Data excerpts:
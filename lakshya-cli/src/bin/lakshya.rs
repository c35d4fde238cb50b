use lakshya_cli::*;
use serde::Serialize;
use serde_json::Value;
use std::path::PathBuf;

use colored_json::to_colored_json_auto;
use lakshya::api::auth::{ChangePasswordRequest, LoginRequest, RegisterRequest};
use lakshya::api::roadmap::CourseStatus;
use lakshya::api::users::{
    OnboardingRequest, PreferenceCreate, UserSkillCreate, UserSkillUpdate, UserUpdate,
};
use log::{self, debug};
use std::io::Write;
use structopt::StructOpt;
use termcolor::{Color, ColorChoice, ColorSpec, StandardStream, WriteColor};

#[derive(StructOpt)]
#[structopt(
    rename_all = "kebab-case",
    about = "CLI interface for the LakshyaSetu career guidance API"
)]
struct Opt {
    #[structopt(
        global = true,
        long = "--api-url",
        env = "LAKSHYA_API_URL",
        default_value = "http://localhost:8000/api"
    )]
    api_url: String,

    /// Where the session (tokens and user) is kept between runs
    #[structopt(
        global = true,
        long = "--session-file",
        env = "LAKSHYA_SESSION_FILE",
        parse(from_os_str)
    )]
    session_file: Option<PathBuf>,

    /// Log more messages. Pass multiple times for ever more verbosity
    ///
    /// By default, it'll only report errors. Passing `-v` one time also prints
    /// warnings, `-vv` enables info logging, `-vvv` debug, and `-vvvv` trace.
    #[structopt(global = true, long, short = "v", parse(from_occurrences))]
    verbose: i8,

    #[structopt(long = "--shell-completions", hidden = true)]
    shell_completions: Option<structopt::clap::Shell>,

    #[structopt(subcommand)]
    cmd: Command,
}

#[derive(StructOpt)]
enum AccountCommand {
    /// Register a new account, and sign in to it
    Register {
        #[structopt(long, short)]
        name: String,

        #[structopt(long, short)]
        email: String,

        #[structopt(long, short, env = "LAKSHYA_PASSWORD", hide_env_values = true)]
        password: String,
    },
    Login {
        #[structopt(long, short)]
        email: String,

        #[structopt(long, short, env = "LAKSHYA_PASSWORD", hide_env_values = true)]
        password: String,
    },
    /// Forget the local session
    Logout,
    /// Show the signed-in user, as the server sees it
    Whoami,
    ChangePassword {
        #[structopt(long)]
        current: String,

        #[structopt(long)]
        new: String,
    },
    /// Exchange the refresh token for a new session right away
    Refresh,
}

#[derive(StructOpt)]
enum ProfileCommand {
    /// Profile with skills and preferences
    Show,
    Update {
        #[structopt(long)]
        name: Option<String>,

        #[structopt(long)]
        education: Option<String>,

        #[structopt(long)]
        role: Option<String>,
    },
    Onboard {
        #[structopt(long)]
        education: String,

        #[structopt(long = "skill")]
        skills: Vec<String>,

        #[structopt(long = "interest")]
        interests: Vec<String>,

        #[structopt(long = "goal")]
        goals: Vec<String>,
    },
}

#[derive(StructOpt)]
enum SkillsCommand {
    List,
    Add {
        name: String,
        /// 0 to 100
        proficiency: f64,
    },
    Update {
        id: i64,

        #[structopt(long)]
        name: Option<String>,

        #[structopt(long)]
        proficiency: Option<f64>,
    },
    Delete {
        id: i64,
    },
}

#[derive(StructOpt)]
enum PreferencesCommand {
    List,
    Add {
        #[structopt(long)]
        interest: Option<String>,

        #[structopt(long)]
        goal: Option<String>,
    },
}

#[derive(StructOpt)]
enum CareersCommand {
    Matches {
        /// Print raw JSON instead of a summary
        #[structopt(long)]
        json: bool,
    },
    Match {
        id: i64,
    },
    Readiness,
    Dashboard,
    Trends,
    Activity,
}

#[derive(StructOpt)]
enum GapsCommand {
    Analysis,
    List,
    Priority,
}

#[derive(StructOpt)]
enum RoadmapCommand {
    Show {
        /// Print raw JSON instead of a summary
        #[structopt(long)]
        json: bool,
    },
    Recommended,
    /// Record progress on a course
    Progress {
        course_id: i64,
        /// 0 to 100
        progress: f64,

        /// not-started, in-progress, completed, or locked
        #[structopt(long, default_value = "in-progress")]
        status: CourseStatus,
    },
}

#[derive(StructOpt)]
enum InterviewCommand {
    Questions,
    Question { id: i64 },
    Categories,
    Category { name: String },
    Stats,
}

#[derive(StructOpt)]
enum Command {
    /// Sub-commands for managing account and session
    Account {
        #[structopt(subcommand)]
        cmd: AccountCommand,
    },

    Profile {
        #[structopt(subcommand)]
        cmd: ProfileCommand,
    },

    Skills {
        #[structopt(subcommand)]
        cmd: SkillsCommand,
    },

    Preferences {
        #[structopt(subcommand)]
        cmd: PreferencesCommand,
    },

    Careers {
        #[structopt(subcommand)]
        cmd: CareersCommand,
    },

    /// Skill gap analysis
    Gaps {
        #[structopt(subcommand)]
        cmd: GapsCommand,
    },

    Roadmap {
        #[structopt(subcommand)]
        cmd: RoadmapCommand,
    },

    Interview {
        #[structopt(subcommand)]
        cmd: InterviewCommand,
    },

    /// Ask the career assistant
    Chat {
        #[structopt(required = true)]
        message: Vec<String>,
    },

    /// Raw API call through the session pipeline, eg `request put users/skills/3 proficiency=80`
    Request {
        method: String,
        endpoint: String,
        fields: Vec<ArgField>,
    },

    /// Summarize configuration and session
    Status,
}

#[tokio::main]
async fn main() -> Result<()> {
    dotenvy::dotenv().ok();
    let opt = Opt::from_args();

    let log_level = match opt.verbose {
        std::i8::MIN..=-1 => "none",
        0 => "error",
        1 => "warn",
        2 => "info",
        3 => "debug",
        4..=std::i8::MAX => "trace",
    };
    // hyper logging is very verbose, so crank that down even if everything else is more verbose
    let log_filter = format!("{},hyper=error,reqwest=error", log_level);
    env_logger::Builder::from_env(env_logger::Env::default().default_filter_or(log_filter))
        .format_timestamp(None)
        .init();

    debug!("Args parsed, starting up");

    #[cfg(windows)]
    colored_json::enable_ansi_support();

    if let Some(shell) = opt.shell_completions {
        Opt::clap().gen_completions_to("lakshya", shell, &mut std::io::stdout());
        std::process::exit(0);
    }

    if let Err(err) = run(opt).await {
        // Be graceful about some errors
        if let Some(io_err) = err.root_cause().downcast_ref::<std::io::Error>() {
            if let std::io::ErrorKind::BrokenPipe = io_err.kind() {
                // presumably due to something like writing to stdout and piped to `head -n10` and
                // stdout was closed
                debug!("got BrokenPipe error, assuming stdout closed as expected and exiting with success");
                std::process::exit(0);
            }
        }
        let mut color_stderr = StandardStream::stderr(if atty::is(atty::Stream::Stderr) {
            ColorChoice::Auto
        } else {
            ColorChoice::Never
        });
        color_stderr.set_color(ColorSpec::new().set_fg(Some(Color::Red)).set_bold(true))?;
        eprintln!("Error: {:?}", err);
        color_stderr.set_color(&ColorSpec::new())?;
        std::process::exit(1);
    }
    Ok(())
}

fn print_result_json(result: Option<Value>) -> Result<()> {
    if let Some(val) = result {
        writeln!(&mut std::io::stdout(), "{}", to_colored_json_auto(&val)?)?
    };
    Ok(())
}

fn to_json<T: Serialize>(record: &T) -> Result<Option<Value>> {
    Ok(Some(serde_json::to_value(record)?))
}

PROMPT: Write out every record verbatim.

EXERCISE SOLUTION:
filename lakshya-cli/src/bin/lakshya.rs
repository c35d4fde238cb50b
use lakshya_cli::*;
use serde::Serialize;
use serde_json::Value;
use std::path::PathBuf;

use colored_json::to_colored_json_auto;
use lakshya::api::auth::{ChangePasswordRequest, LoginRequest, RegisterRequest};
use lakshya::api::roadmap::CourseStatus;
use lakshya::api::users::{
    OnboardingRequest, PreferenceCreate, UserSkillCreate, UserSkillUpdate, UserUpdate,
};
use log::{self, debug};
use std::io::Write;
use structopt::StructOpt;
use termcolor::{Color, ColorChoice, ColorSpec, StandardStream, WriteColor};

#[derive(StructOpt)]
#[structopt(
    rename_all = "kebab-case",
    about = "CLI interface for the LakshyaSetu career guidance API"
)]
struct Opt {
    #[structopt(
        global = true,
        long = "--api-url",
        env = "LAKSHYA_API_URL",
        default_value = "http://localhost:8000/api"
    )]
    api_url: String,

    /// Where the session (tokens and user) is kept between runs
    #[structopt(
        global = true,
        long = "--session-file",
        env = "LAKSHYA_SESSION_FILE",
        parse(from_os_str)
    )]
    session_file: Option<PathBuf>,

    /// Log more messages. Pass multiple times for ever more verbosity
    ///
    /// By default, it'll only report errors. Passing `-v` one time also prints
    /// warnings, `-vv` enables info logging, `-vvv` debug, and `-vvvv` trace.
    #[structopt(global = true, long, short = "v", parse(from_occurrences))]
    verbose: i8,

    #[structopt(long = "--shell-completions", hidden = true)]
    shell_completions: Option<structopt::clap::Shell>,

    #[structopt(subcommand)]
    cmd: Command,
}

#[derive(StructOpt)]
enum AccountCommand {
    /// Register a new account, and sign in to it
    Register {
        #[structopt(long, short)]
        name: String,

        #[structopt(long, short)]
        email: String,

        #[structopt(long, short, env = "LAKSHYA_PASSWORD", hide_env_values = true)]
        password: String,
    },
    Login {
        #[structopt(long, short)]
        email: String,

        #[structopt(long, short, env = "LAKSHYA_PASSWORD", hide_env_values = true)]
        password: String,
    },
    /// Forget the local session
    Logout,
    /// Show the signed-in user, as the server sees it
    Whoami,
    ChangePassword {
        #[structopt(long)]
        current: String,

        #[structopt(long)]
        new: String,
    },
    /// Exchange the refresh token for a new session right away
    Refresh,
}

#[derive(StructOpt)]
enum ProfileCommand {
    /// Profile with skills and preferences
    Show,
    Update {
        #[structopt(long)]
        name: Option<String>,

        #[structopt(long)]
        education: Option<String>,

        #[structopt(long)]
        role: Option<String>,
    },
    Onboard {
        #[structopt(long)]
        education: String,

        #[structopt(long = "skill")]
        skills: Vec<String>,

        #[structopt(long = "interest")]
        interests: Vec<String>,

        #[structopt(long = "goal")]
        goals: Vec<String>,
    },
}

#[derive(StructOpt)]
enum SkillsCommand {
    List,
    Add {
        name: String,
        /// 0 to 100
        proficiency: f64,
    },
    Update {
        id: i64,

        #[structopt(long)]
        name: Option<String>,

        #[structopt(long)]
        proficiency: Option<f64>,
    },
    Delete {
        id: i64,
    },
}

#[derive(StructOpt)]
enum PreferencesCommand {
    List,
    Add {
        #[structopt(long)]
        interest: Option<String>,

        #[structopt(long)]
        goal: Option<String>,
    },
}

#[derive(StructOpt)]
enum CareersCommand {
    Matches {
        /// Print raw JSON instead of a summary
        #[structopt(long)]
        json: bool,
    },
    Match {
        id: i64,
    },
    Readiness,
    Dashboard,
    Trends,
    Activity,
}

#[derive(StructOpt)]
enum GapsCommand {
    Analysis,
    List,
    Priority,
}

#[derive(StructOpt)]
enum RoadmapCommand {
    Show {
        /// Print raw JSON instead of a summary
        #[structopt(long)]
        json: bool,
    },
    Recommended,
    /// Record progress on a course
    Progress {
        course_id: i64,
        /// 0 to 100
        progress: f64,

        /// not-started, in-progress, completed, or locked
        #[structopt(long, default_value = "in-progress")]
        status: CourseStatus,
    },
}

#[derive(StructOpt)]
enum InterviewCommand {
    Questions,
    Question { id: i64 },
    Categories,
    Category { name: String },
    Stats,
}

#[derive(StructOpt)]
enum Command {
    /// Sub-commands for managing account and session
    Account {
        #[structopt(subcommand)]
        cmd: AccountCommand,
    },

    Profile {
        #[structopt(subcommand)]
        cmd: ProfileCommand,
    },

    Skills {
        #[structopt(subcommand)]
        cmd: SkillsCommand,
    },

    Preferences {
        #[structopt(subcommand)]
        cmd: PreferencesCommand,
    },

    Careers {
        #[structopt(subcommand)]
        cmd: CareersCommand,
    },

    /// Skill gap analysis
    Gaps {
        #[structopt(subcommand)]
        cmd: GapsCommand,
    },

    Roadmap {
        #[structopt(subcommand)]
        cmd: RoadmapCommand,
    },

    Interview {
        #[structopt(subcommand)]
        cmd: InterviewCommand,
    },

    /// Ask the career assistant
    Chat {
        #[structopt(required = true)]
        message: Vec<String>,
    },

    /// Raw API call through the session pipeline, eg `request put users/skills/3 proficiency=80`
    Request {
        method: String,
        endpoint: String,
        fields: Vec<ArgField>,
    },

    /// Summarize configuration and session
    Status,
}

#[tokio::main]
async fn main() -> Result<()> {
    dotenvy::dotenv().ok();
    let opt = Opt::from_args();

    let log_level = match opt.verbose {
        std::i8::MIN..=-1 => "none",
        0 => "error",
        1 => "warn",
        2 => "info",
        3 => "debug",
        4..=std::i8::MAX => "trace",
    };
    // hyper logging is very verbose, so crank that down even if everything else is more verbose
    let log_filter = format!("{},hyper=error,reqwest=error", log_level);
    env_logger::Builder::from_env(env_logger::Env::default().default_filter_or(log_filter))
        .format_timestamp(None)
        .init();

    debug!("Args parsed, starting up");

    #[cfg(windows)]
    colored_json::enable_ansi_support();

    if let Some(shell) = opt.shell_completions {
        Opt::clap().gen_completions_to("lakshya", shell, &mut std::io::stdout());
        std::process::exit(0);
    }

    if let Err(err) = run(opt).await {
        // Be graceful about some errors
        if let Some(io_err) = err.root_cause().downcast_ref::<std::io::Error>() {
            if let std::io::ErrorKind::BrokenPipe = io_err.kind() {
                // presumably due to something like writing to stdout and piped to `head -n10` and
                // stdout was closed
                debug!("got BrokenPipe error, assuming stdout closed as expected and exiting with success");
                std::process::exit(0);
            }
        }
        let mut color_stderr = StandardStream::stderr(if atty::is(atty::Stream::Stderr) {
            ColorChoice::Auto
        } else {
            ColorChoice::Never
        });
        color_stderr.set_color(ColorSpec::new().set_fg(Some(Color::Red)).set_bold(true))?;
        eprintln!("Error: {:?}", err);
        color_stderr.set_color(&ColorSpec::new())?;
        std::process::exit(1);
    }
    Ok(())
}

fn print_result_json(result: Option<Value>) -> Result<()> {
    if let Some(val) = result {
        writeln!(&mut std::io::stdout(), "{}", to_colored_json_auto(&val)?)?
    };
    Ok(())
}

fn to_json<T: Serialize>(record: &T) -> Result<Option<Value>> {
    Ok(Some(serde_json::to_value(record)?))
}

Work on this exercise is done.